*BRIEF*:
Search the records below for the string "obstacle" and copy each line where it turns up.
START AVAILABLE DATA
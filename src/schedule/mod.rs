pub mod scheduler;
pub mod slot;

use thiserror::Error;

use crate::types::identifiers::{ContentId, WeekId};
use crate::types::window::TimeWindow;

pub use scheduler::{Assignment, ScheduleReport, Scheduler};
pub use slot::{ScheduleDocument, ScheduleSlot, SlotDocument, SlotStatus, WeekSchedule};

#[derive(Debug, Clone, PartialEq, Eq, Error)]
pub enum ScheduleError {
    #[error("No open window left for {post_id} in week {week} ({pool_size} windows in pool)")]
    CapacityExceeded {
        post_id: ContentId,
        week: WeekId,
        pool_size: usize,
    },

    #[error("Window {window} in week {week} is already taken by {occupant}")]
    SlotOccupied {
        week: WeekId,
        window: TimeWindow,
        occupant: ContentId,
    },

    #[error("{post_id} is already scheduled at {window} in week {week}")]
    AlreadyScheduled {
        post_id: ContentId,
        week: WeekId,
        window: TimeWindow,
    },
}
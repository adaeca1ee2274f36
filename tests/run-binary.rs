use std::process::Command;

use assert_cmd::prelude::*;
use difference::Changeset;

fn run(args: &[&str]) -> String {
    let output = Command::cargo_bin("weighted-sokoban")
        .unwrap()
        .args(args)
        .output()
        .unwrap();
    assert!(output.status.success(), "{:?} failed", args);
    assert_eq!(String::from_utf8_lossy(&output.stderr), "");
    String::from_utf8(output.stdout).unwrap()
}

fn assert_output(args: &[&str], expected: &str) {
    let out = run(args);
    if out != expected {
        println!("{}", Changeset::new(expected, &out, "\n"));
        panic!("unexpected output of {:?}", args);
    }
}

#[test]
fn run_corridor() {
    let output = r"Solving levels/custom/01-corridor.txt...
Found solution:
######
#@ $.#
######

######
# @$.#
######

######
#  @*#
######

rR
Moves: 2
Pushes: 1
Cost: 5
";
    assert_output(&["levels/custom/01-corridor.txt"], output);
}

#[test]
fn run_warehouse_format() {
    let output = r"Solving levels/custom/01-corridor.txt...
Found solution:
######
#@ $.#
######

######
# @$.#
######

######
#  @*#
######

rR
Moves: 2
Pushes: 1
Cost: 5
";
    // no worker on a target so both formats look the same here
    assert_output(
        &["--warehouse", "--heuristic", "sum-of-minima", "levels/custom/01-corridor.txt"],
        output,
    );
}

#[test]
fn run_no_solution() {
    assert_output(
        &["levels/custom/no-solution-corner.txt"],
        "Solving levels/custom/no-solution-corner.txt...\nNo solution\n",
    );
    assert_output(
        &["--max-nodes", "1", "levels/custom/02-two-weights.txt"],
        "Solving levels/custom/02-two-weights.txt...\nNo solution within 1 expanded states\n",
    );
}

#[test]
fn run_stats() {
    let out = run(&["--stats", "levels/custom/02-two-weights.txt"]);
    assert!(out.contains("States created total: "));
    assert!(out.contains("Depth"));
    assert!(out.ends_with("Cost: 13\n"));
}

#[test]
fn run_taboo() {
    // every row is as wide as the widest one
    let output = concat!(
        "####  \n",
        "#X #  \n",
        "#  ###\n",
        "#   X#\n",
        "#   X#\n",
        "#XX###\n",
        "####  \n",
    );
    assert_output(&["--taboo", "levels/warehouses/warehouse_01.txt"], output);
}

#[test]
fn run_replay() {
    let output = concat!(
        "####  \n",
        "# .#  \n",
        "#  ###\n",
        "#*   #\n",
        "#  $@#\n",
        "#  ###\n",
        "####  \n",
    );
    assert_output(
        &["--replay", "Right,Right,Down", "levels/warehouses/warehouse_01.txt"],
        output,
    );
    assert_output(
        &["--replay", "rrd", "levels/warehouses/warehouse_01.txt"],
        output,
    );
    assert_output(
        &["--replay", "Right,Right,Right", "levels/warehouses/warehouse_01.txt"],
        "Impossible\n",
    );
}

#[test]
fn run_walk() {
    assert_output(
        &["--walk", "1,2", "levels/custom/01-corridor.txt"],
        "r\nMoves: 1\n",
    );
}

#[test]
fn run_bad_formatting_args() {
    // doesn't check stderr, only that it fails and doesn't print to stdout
    Command::cargo_bin("weighted-sokoban")
        .unwrap()
        .arg("--xsb")
        .arg("--warehouse")
        .arg("levels/custom/01-corridor.txt")
        .assert()
        .failure()
        .stdout("");
}

#[test]
fn run_missing_file() {
    Command::cargo_bin("weighted-sokoban")
        .unwrap()
        .arg("levels/does-not-exist.txt")
        .assert()
        .failure()
        .stdout("");
}
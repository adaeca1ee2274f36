use std::cell::RefCell;
use std::fmt::{self, Display, Formatter};

use fnv::FnvHashMap;

use crate::data::{Dir, MapCell, Pos, DIRECTIONS};
use crate::state::State;
use crate::vec2d::Vec2d;

#[derive(Debug, Clone, Copy, PartialEq, Eq)]
pub enum Deadlock {
    /// A box on a taboo cell.
    Taboo,
    /// Two neighboring boxes, at least one of them off target, each with a wall
    /// across the axis perpendicular to the pair.
    FrozenPair,
    /// A box off target with walls or boxes on two perpendicular sides.
    /// Might get freed when the other boxes move.
    Corner,
}

impl Deadlock {
    /// No sequence of actions can solve the level from this state.
    pub fn is_permanent(self) -> bool {
        match self {
            Deadlock::Taboo | Deadlock::FrozenPair => true,
            Deadlock::Corner => false,
        }
    }
}

impl Display for Deadlock {
    fn fmt(&self, f: &mut Formatter<'_>) -> fmt::Result {
        match *self {
            Deadlock::Taboo => write!(f, "box on a taboo cell"),
            Deadlock::FrozenPair => write!(f, "frozen pair of boxes"),
            Deadlock::Corner => write!(f, "box stuck in a corner"),
        }
    }
}

pub(crate) struct DeadlockDetector {
    grid: Vec2d<MapCell>,
    taboo: Vec2d<bool>,
    /// Box positions -> whether any of them is taboo.
    taboo_cache: RefCell<FnvHashMap<Vec<Pos>, bool>>,
}

impl DeadlockDetector {
    pub(crate) fn new(grid: Vec2d<MapCell>, taboo: Vec2d<bool>) -> Self {
        Self {
            grid,
            taboo,
            taboo_cache: RefCell::new(FnvHashMap::default()),
        }
    }

    pub(crate) fn detect(&self, state: &State) -> Option<Deadlock> {
        if self.is_taboo_deadlock(state) {
            Some(Deadlock::Taboo)
        } else if self.has_frozen_pair(state) {
            Some(Deadlock::FrozenPair)
        } else if self.has_cornered_box(state) {
            Some(Deadlock::Corner)
        } else {
            None
        }
    }

    pub(crate) fn is_taboo_deadlock(&self, state: &State) -> bool {
        let positions = state.box_positions();
        if let Some(&cached) = self.taboo_cache.borrow().get(&positions) {
            return cached;
        }
        let deadlock = positions.iter().any(|&pos| self.taboo[pos]);
        self.taboo_cache.borrow_mut().insert(positions, deadlock);
        deadlock
    }

    fn has_cornered_box(&self, state: &State) -> bool {
        state
            .boxes()
            .iter()
            .any(|b| self.grid[b.pos()] != MapCell::Goal && self.is_blocked(state, b.pos()))
    }

    /// Only directly neighboring pairs, nothing is propagated further.
    ///
    /// Each box blocks the other along the pair's axis
    /// so only walls count across it.
    fn has_frozen_pair(&self, state: &State) -> bool {
        for b in state.boxes() {
            let pos = b.pos();
            // each pair only once
            for &dir in &[Dir::Right, Dir::Down] {
                let other = pos + dir;
                if !state.has_box(other) {
                    continue;
                }
                if self.grid[pos] == MapCell::Goal && self.grid[other] == MapCell::Goal {
                    continue;
                }
                let across = dir.clockwise();
                if self.walled_in(pos, across) && self.walled_in(other, across) {
                    return true;
                }
            }
        }
        false
    }

    /// A wall on either side along the axis of `dir`.
    fn walled_in(&self, pos: Pos, dir: Dir) -> bool {
        self.grid[pos + dir] == MapCell::Wall || self.grid[pos - dir] == MapCell::Wall
    }

    /// Walls or boxes on two perpendicular sides.
    fn is_blocked(&self, state: &State, pos: Pos) -> bool {
        let obstacle = |pos: Pos| self.grid[pos] == MapCell::Wall || state.has_box(pos);
        DIRECTIONS
            .iter()
            .any(|&dir| obstacle(pos + dir) && obstacle(pos + dir.clockwise()))
    }

    #[cfg(test)]
    fn cached_configs(&self) -> usize {
        self.taboo_cache.borrow().len()
    }
}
END AVAILABLE DATA
*WRITTEN SOLUTION*:
        let obstacle = |pos: Pos| self.grid[pos] == MapCell::Wall || state.has_box(pos);
            .any(|&dir| obstacle(pos + dir) && obstacle(pos + dir.clockwise()))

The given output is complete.